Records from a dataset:
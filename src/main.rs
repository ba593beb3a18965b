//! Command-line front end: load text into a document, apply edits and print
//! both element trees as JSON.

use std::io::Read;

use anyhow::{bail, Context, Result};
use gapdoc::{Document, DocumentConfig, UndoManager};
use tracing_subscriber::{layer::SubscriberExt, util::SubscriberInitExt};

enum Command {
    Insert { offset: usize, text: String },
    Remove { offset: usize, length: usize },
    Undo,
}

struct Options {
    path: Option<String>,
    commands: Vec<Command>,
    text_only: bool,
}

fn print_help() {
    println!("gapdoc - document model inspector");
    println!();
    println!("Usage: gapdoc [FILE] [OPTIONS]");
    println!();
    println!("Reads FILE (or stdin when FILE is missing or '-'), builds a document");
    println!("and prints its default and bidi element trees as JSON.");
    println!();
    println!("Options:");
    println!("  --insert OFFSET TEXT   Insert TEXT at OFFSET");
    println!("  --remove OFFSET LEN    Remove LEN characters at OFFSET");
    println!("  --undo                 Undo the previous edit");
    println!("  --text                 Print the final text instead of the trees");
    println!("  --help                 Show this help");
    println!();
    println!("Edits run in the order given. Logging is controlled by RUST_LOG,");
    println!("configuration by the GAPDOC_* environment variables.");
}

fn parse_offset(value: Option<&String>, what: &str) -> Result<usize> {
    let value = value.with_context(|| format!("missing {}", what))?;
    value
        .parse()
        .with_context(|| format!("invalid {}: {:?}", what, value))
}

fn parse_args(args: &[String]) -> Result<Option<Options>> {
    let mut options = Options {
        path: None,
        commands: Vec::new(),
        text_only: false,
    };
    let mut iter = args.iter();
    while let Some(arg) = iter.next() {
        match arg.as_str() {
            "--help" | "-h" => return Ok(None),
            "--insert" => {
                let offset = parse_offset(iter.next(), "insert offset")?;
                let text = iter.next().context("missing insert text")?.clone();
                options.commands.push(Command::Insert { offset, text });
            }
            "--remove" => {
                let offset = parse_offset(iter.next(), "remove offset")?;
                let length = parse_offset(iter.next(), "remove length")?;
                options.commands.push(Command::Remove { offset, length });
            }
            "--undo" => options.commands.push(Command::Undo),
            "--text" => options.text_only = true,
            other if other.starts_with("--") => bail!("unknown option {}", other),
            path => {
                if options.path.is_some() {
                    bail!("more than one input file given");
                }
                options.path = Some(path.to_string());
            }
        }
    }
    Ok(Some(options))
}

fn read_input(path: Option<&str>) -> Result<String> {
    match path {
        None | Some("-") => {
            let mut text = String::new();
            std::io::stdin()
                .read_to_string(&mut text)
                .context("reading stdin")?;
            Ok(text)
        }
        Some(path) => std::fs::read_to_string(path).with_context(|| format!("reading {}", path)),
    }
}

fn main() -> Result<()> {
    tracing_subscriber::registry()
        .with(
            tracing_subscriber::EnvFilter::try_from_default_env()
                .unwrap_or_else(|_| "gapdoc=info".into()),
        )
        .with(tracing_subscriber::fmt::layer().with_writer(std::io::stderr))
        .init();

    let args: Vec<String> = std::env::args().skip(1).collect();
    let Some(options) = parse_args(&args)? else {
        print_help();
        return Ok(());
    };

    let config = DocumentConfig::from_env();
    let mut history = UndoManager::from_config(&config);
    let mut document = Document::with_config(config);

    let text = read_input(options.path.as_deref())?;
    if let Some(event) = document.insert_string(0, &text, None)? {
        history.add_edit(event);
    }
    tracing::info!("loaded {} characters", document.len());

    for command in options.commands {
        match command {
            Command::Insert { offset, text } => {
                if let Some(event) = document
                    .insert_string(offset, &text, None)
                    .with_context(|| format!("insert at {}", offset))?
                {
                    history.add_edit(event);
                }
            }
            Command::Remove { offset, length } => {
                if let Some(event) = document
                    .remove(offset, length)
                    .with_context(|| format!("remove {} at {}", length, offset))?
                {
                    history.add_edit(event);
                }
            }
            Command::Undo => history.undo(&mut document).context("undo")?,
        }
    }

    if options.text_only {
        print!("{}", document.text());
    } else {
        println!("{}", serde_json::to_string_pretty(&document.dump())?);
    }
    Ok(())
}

ASSIGNED TASK: Your job is to write out the data exactly as it stands.

WRITTEN REPLY:
filename src/main.rs
repository ba593beb3a18965b
//! Command-line front end: load text into a document, apply edits and print
//! both element trees as JSON.

use std::io::Read;

use anyhow::{bail, Context, Result};
use gapdoc::{Document, DocumentConfig, UndoManager};
use tracing_subscriber::{layer::SubscriberExt, util::SubscriberInitExt};

enum Command {
    Insert { offset: usize, text: String },
    Remove { offset: usize, length: usize },
    Undo,
}

struct Options {
    path: Option<String>,
    commands: Vec<Command>,
    text_only: bool,
}

fn print_help() {
    println!("gapdoc - document model inspector");
    println!();
    println!("Usage: gapdoc [FILE] [OPTIONS]");
    println!();
    println!("Reads FILE (or stdin when FILE is missing or '-'), builds a document");
    println!("and prints its default and bidi element trees as JSON.");
    println!();
    println!("Options:");
    println!("  --insert OFFSET TEXT   Insert TEXT at OFFSET");
    println!("  --remove OFFSET LEN    Remove LEN characters at OFFSET");
    println!("  --undo                 Undo the previous edit");
    println!("  --text                 Print the final text instead of the trees");
    println!("  --help                 Show this help");
    println!();
    println!("Edits run in the order given. Logging is controlled by RUST_LOG,");
    println!("configuration by the GAPDOC_* environment variables.");
}

fn parse_offset(value: Option<&String>, what: &str) -> Result<usize> {
    let value = value.with_context(|| format!("missing {}", what))?;
    value
        .parse()
        .with_context(|| format!("invalid {}: {:?}", what, value))
}

fn parse_args(args: &[String]) -> Result<Option<Options>> {
    let mut options = Options {
        path: None,
        commands: Vec::new(),
        text_only: false,
    };
    let mut iter = args.iter();
    while let Some(arg) = iter.next() {
        match arg.as_str() {
            "--help" | "-h" => return Ok(None),
            "--insert" => {
                let offset = parse_offset(iter.next(), "insert offset")?;
                let text = iter.next().context("missing insert text")?.clone();
                options.commands.push(Command::Insert { offset, text });
            }
            "--remove" => {
                let offset = parse_offset(iter.next(), "remove offset")?;
                let length = parse_offset(iter.next(), "remove length")?;
                options.commands.push(Command::Remove { offset, length });
            }
            "--undo" => options.commands.push(Command::Undo),
            "--text" => options.text_only = true,
            other if other.starts_with("--") => bail!("unknown option {}", other),
            path => {
                if options.path.is_some() {
                    bail!("more than one input file given");
                }
                options.path = Some(path.to_string());
            }
        }
    }
    Ok(Some(options))
}

fn read_input(path: Option<&str>) -> Result<String> {
    match path {
        None | Some("-") => {
            let mut text = String::new();
            std::io::stdin()
                .read_to_string(&mut text)
                .context("reading stdin")?;
            Ok(text)
        }
        Some(path) => std::fs::read_to_string(path).with_context(|| format!("reading {}", path)),
    }
}

fn main() -> Result<()> {
    tracing_subscriber::registry()
        .with(
            tracing_subscriber::EnvFilter::try_from_default_env()
                .unwrap_or_else(|_| "gapdoc=info".into()),
        )
        .with(tracing_subscriber::fmt::layer().with_writer(std::io::stderr))
        .init();

    let args: Vec<String> = std::env::args().skip(1).collect();
    let Some(options) = parse_args(&args)? else {
        print_help();
        return Ok(());
    };

    let config = DocumentConfig::from_env();
    let mut history = UndoManager::from_config(&config);
    let mut document = Document::with_config(config);

    let text = read_input(options.path.as_deref())?;
    if let Some(event) = document.insert_string(0, &text, None)? {
        history.add_edit(event);
    }
    tracing::info!("loaded {} characters", document.len());

    for command in options.commands {
        match command {
            Command::Insert { offset, text } => {
                if let Some(event) = document
                    .insert_string(offset, &text, None)
                    .with_context(|| format!("insert at {}", offset))?
                {
                    history.add_edit(event);
                }
            }
            Command::Remove { offset, length } => {
                if let Some(event) = document
                    .remove(offset, length)
                    .with_context(|| format!("remove {} at {}", length, offset))?
                {
                    history.add_edit(event);
                }
            }
            Command::Undo => history.undo(&mut document).context("undo")?,
        }
    }

    if options.text_only {
        print!("{}", document.text());
    } else {
        println!("{}", serde_json::to_string_pretty(&document.dump())?);
    }
    Ok(())
}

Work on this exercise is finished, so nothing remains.